But now that legacy is in trouble as the eternal, unavoidable question of Democrats in the Trump era raises its head in Minnesota: which matters more in rural America, winning back white Trump voters, or keeping black, Latinx and Asian voters who stuck with the Dems through Hillary?
Founded after Wellstone’s death in a plane crash in 2002, Wellstone Action has trained thousands of progressive candidates, campaign operatives and community organizers throughout the country, with alumni serving in local and state offices and in the U.S. House.
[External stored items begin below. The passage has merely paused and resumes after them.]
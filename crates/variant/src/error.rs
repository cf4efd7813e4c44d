//! Access Errors
//!
//! A variant reports a failed access as a value, never as a panic. Asking for
//! an alternative that is not the live one, or touching a variant that was
//! left valueless by a panicking constructor, both produce [`BadAccess`].
//!
//! Failures of the alternatives themselves (a panicking `Clone`, `From` or
//! constructor closure) are not wrapped here: they unwind to the caller
//! unchanged.

use thiserror::Error;

/// Index reported by a variant that holds no value.
pub const VARIANT_NPOS: usize = usize::MAX;

/// A get or visit addressed an alternative that is not live.
#[derive(Error, Debug, Clone, Copy, PartialEq, Eq, Hash)]
pub enum BadAccess {
    /// The variant holds a different alternative than the one requested.
    #[error("bad variant access: requested alternative {requested}, but alternative {held} is active")]
    WrongAlternative { requested: usize, held: usize },

    /// The variant holds no value at all.
    #[error("bad variant access: variant is valueless by exception")]
    Valueless,
}

impl BadAccess {
    /// Classify a mismatch between the requested index and the held one.
    pub(crate) fn mismatch(requested: usize, held: usize) -> Self {
        if held == VARIANT_NPOS {
            BadAccess::Valueless
        } else {
            BadAccess::WrongAlternative { requested, held }
        }
    }

    /// True when the access failed because the variant was valueless.
    pub fn is_valueless(&self) -> bool {
        matches!(self, BadAccess::Valueless)
    }
}

/// Result type for variant accesses.
pub type Result<T> = std::result::Result<T, BadAccess>;

#[cfg(test)]
mod tests {
    use super::*;

    #[test]
    fn test_mismatch_classifies_valueless() {
        assert_eq!(BadAccess::mismatch(1, VARIANT_NPOS), BadAccess::Valueless);
        assert!(BadAccess::mismatch(1, VARIANT_NPOS).is_valueless());
    }

    #[test]
    fn test_mismatch_reports_both_indices() {
        let err = BadAccess::mismatch(1, 0);
        assert_eq!(
            err,
            BadAccess::WrongAlternative {
                requested: 1,
                held: 0
            }
        );
        assert!(!err.is_valueless());
    }

    #[test]
    fn test_display_messages() {
        let wrong = BadAccess::WrongAlternative {
            requested: 2,
            held: 0,
        };
        assert_eq!(
            wrong.to_string(),
            "bad variant access: requested alternative 2, but alternative 0 is active"
        );
        assert_eq!(
            BadAccess::Valueless.to_string(),
            "bad variant access: variant is valueless by exception"
        );
    }
}
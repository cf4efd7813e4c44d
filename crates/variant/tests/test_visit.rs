//! Visitation across one, two and three variants
//!
//! Every combination of live alternatives must reach the visitor with
//! exactly the matching concrete types.

use std::any::type_name;

use tagged_variant::{Variant, Visitor, visit, visit_mut};

type Left = (u8, i64, String);
type Right = (bool, f64);

/// Reports the concrete types it was called with.
struct TypeNames;

impl<A> Visitor<&A> for TypeNames {
    type Output = Vec<&'static str>;
    fn visit(self, _: &A) -> Self::Output {
        vec![type_name::<A>()]
    }
}

impl<A, B> Visitor<(&A, &B)> for TypeNames {
    type Output = Vec<&'static str>;
    fn visit(self, _: (&A, &B)) -> Self::Output {
        vec![type_name::<A>(), type_name::<B>()]
    }
}

impl<A, B, C> Visitor<(&A, &B, &C)> for TypeNames {
    type Output = Vec<&'static str>;
    fn visit(self, _: (&A, &B, &C)) -> Self::Output {
        vec![type_name::<A>(), type_name::<B>(), type_name::<C>()]
    }
}

fn lefts() -> Vec<(Variant<Left>, &'static str)> {
    vec![
        (Variant::with_type::<u8, _>(1), type_name::<u8>()),
        (Variant::new(2i64), type_name::<i64>()),
        (Variant::new("three"), type_name::<String>()),
    ]
}

fn rights() -> Vec<(Variant<Right>, &'static str)> {
    vec![
        (Variant::with_type::<bool, _>(true), type_name::<bool>()),
        (Variant::with_type::<f64, _>(0.5), type_name::<f64>()),
    ]
}

#[test]
fn test_unary_visit_every_alternative() {
    for (v, expected) in lefts() {
        assert_eq!(visit(TypeNames, &v), Ok(vec![expected]));
        assert_eq!(v.visit(TypeNames), Ok(vec![expected]));
    }
}

#[test]
fn test_binary_visit_covers_all_combinations() {
    let mut calls = 0;
    for (a, a_name) in lefts() {
        for (b, b_name) in rights() {
            assert_eq!(visit(TypeNames, (&a, &b)), Ok(vec![a_name, b_name]));
            assert_eq!(visit(TypeNames, (&b, &a)), Ok(vec![b_name, a_name]));
            calls += 1;
        }
    }
    assert_eq!(calls, 3 * 2);
}

#[test]
fn test_ternary_visit_covers_all_combinations() {
    let mut calls = 0;
    for (a, a_name) in lefts() {
        for (b, b_name) in rights() {
            for (c, c_name) in lefts() {
                assert_eq!(
                    visit(TypeNames, (&a, &b, &c)),
                    Ok(vec![a_name, b_name, c_name])
                );
                calls += 1;
            }
        }
    }
    assert_eq!(calls, 3 * 2 * 3);
}

/// Adds two numbers of either numeric alternative.
struct Add;

impl Visitor<(&i64, &i64)> for Add {
    type Output = Variant<(i64, f64)>;
    fn visit(self, (a, b): (&i64, &i64)) -> Self::Output {
        Variant::new(a + b)
    }
}

impl Visitor<(&i64, &f64)> for Add {
    type Output = Variant<(i64, f64)>;
    fn visit(self, (a, b): (&i64, &f64)) -> Self::Output {
        Variant::new(*a as f64 + b)
    }
}

impl Visitor<(&f64, &i64)> for Add {
    type Output = Variant<(i64, f64)>;
    fn visit(self, (a, b): (&f64, &i64)) -> Self::Output {
        Variant::new(a + *b as f64)
    }
}

impl Visitor<(&f64, &f64)> for Add {
    type Output = Variant<(i64, f64)>;
    fn visit(self, (a, b): (&f64, &f64)) -> Self::Output {
        Variant::new(a + b)
    }
}

#[test]
fn test_binary_visit_uses_values() {
    let two = Variant::<(i64, f64)>::new(2i64);
    let half = Variant::<(i64, f64)>::new(0.5f64);

    assert_eq!(visit(Add, (&two, &two)), Ok(Variant::new(4i64)));
    assert_eq!(visit(Add, (&two, &half)), Ok(Variant::new(2.5f64)));
    assert_eq!(visit(Add, (&half, &two)), Ok(Variant::new(2.5f64)));
    assert_eq!(visit(Add, (&half, &half)), Ok(Variant::new(1.0f64)));
}

/// Clears whichever collection is live and reports its old length.
struct Drain;

impl Visitor<&mut String> for Drain {
    type Output = usize;
    fn visit(self, value: &mut String) -> usize {
        let len = value.len();
        value.clear();
        len
    }
}

impl Visitor<&mut Vec<u8>> for Drain {
    type Output = usize;
    fn visit(self, value: &mut Vec<u8>) -> usize {
        let len = value.len();
        value.clear();
        len
    }
}

#[test]
fn test_visit_mut_modifies_live_value() {
    let mut v = Variant::<(String, Vec<u8>)>::with_type::<String, _>("four".to_string());
    assert_eq!(visit_mut(Drain, &mut v), Ok(4));
    assert_eq!(v.get::<0>().map(String::as_str), Ok(""));

    let mut w = Variant::<(String, Vec<u8>)>::new(vec![1u8, 2]);
    assert_eq!(w.visit_mut(Drain), Ok(2));
    assert_eq!(w.get::<1>().map(Vec::len), Ok(0));
}

#[test]
fn test_visitor_state_moves_into_call() {
    let prefix = String::from("value: ");
    let v = Variant::<(i64,)>::new(9i64);
    let out = v.visit(move |x: &i64| format!("{prefix}{x}"));
    assert_eq!(out.as_deref(), Ok("value: 9"));
}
In 2016, the last year for which tax filings were available, the group reported providing training to 2,135 data and digital strategists, 723 nonprofit leaders and community organizers, and 854 aspiring political leaders.
David Wellstone and other Democrats close to his father began objecting last year to what he described as Wellstone Action’s abandonment of disaffected Democrats in the rural Midwest — the rural poor were an early focus of the late senator — with an increasingly narrow focus on gender politics and people of color.
“I said, ‘After Trump, we’ve got to figure out how we are going to go back after those Democrats that we lost,” David Wellstone said. “We can do all the stuff we do. We do great stuff on communities of color, we’re doing great stuff on gender identity politics. But we need to do some of these other trainings. … Nobody wanted to have a discussion about that.”
In a prepared statement, Connie Lewis, chairwoman of the Wellstone Action board, said the group’s “mission has not changed.” But the group’s staff and board of directors appeared to suggest a shift in the progressive movement since Paul Wellstone’s death, asserting in a statement on its website that “a lot has changed over the last fifteen years” and that “the progressive movement also looks different today than it did when we first started.”
In an early sign of tension at Wellstone Action, then-board member Rick Kahn, Paul Wellstone’s longtime friend and campaign treasurer, raised concerns in an email to a staffer last year about a draft tax filing in which staff proposed changing the group’s stated mission from a “advancing progressive social change and economic justice” to “advancing progressive social change and economic, racial, and gender justice.”
“I am not remotely questioning the work we do in the realm of racial and gender justice,” Kahn said in the email, one of several documents he provided to POLITICO. “I support it, and applaud it, all of it. That has always been true, and will always remain true. What I am calling into question, and vigorously objecting to, is the strategic thinking in expressly choosing to highlight our work for just those two groups, and no others, in a document posted online, that we share with the entire world.”
Kahn and other Wellstone allies said the board moved against them only after they began raising questions about the group’s finances. But the exchange reflected a broader undercurrent of discord. Noting Wellstone Action’s other priority constituencies included young people and working-class people, among others, Kahn wrote, “And since the language in question relates expressly to the legacy of Paul and Sheila [Wellstone], if we are willfully choosing to include some groups here, and not others, what about justice for people with mental illness, and victims of domestic violence?”
Edith Sargon, then-executive director of the group, agreed in an email to use the group’s original mission statement in its tax filing. But she also challenged him in an email, saying, “We added race and gender because they are also part of the bigger goal of working towards social justice. Wouldn’t you all agree?”
David Wellstone took the language on the group’s website — that “a lot has changed over the last fifteen years” — as an affront to his father’s legacy.
“How I read it is Paul Wellstone is no longer relevant. It is the most untrue, un-thought-through and most offensive remark,” David Wellstone said. “When you’ve got people who are hurting and they’re turning to Donald Trump, we’ve got to give them something. … We should be the fighters for all folks who aren’t on top. That’s what my dad always said.”
It's a depressing situation in Minnesota even as the national Democratic platform shaping up for 2018 and 2020 is the most liberal in generations. If even one of the most progressive organizations in the country is running away from even recognizing the voters that got them there in favor of the "political reality" of 90%+ white states in the Midwest, then who stands for people like me, black and living in Kentucky, or Kansas, or South Dakota, or Minnesota?
It's a question the Democrats better figure out and fast, because time is almost up. We have less than six months before the 2018 midterms.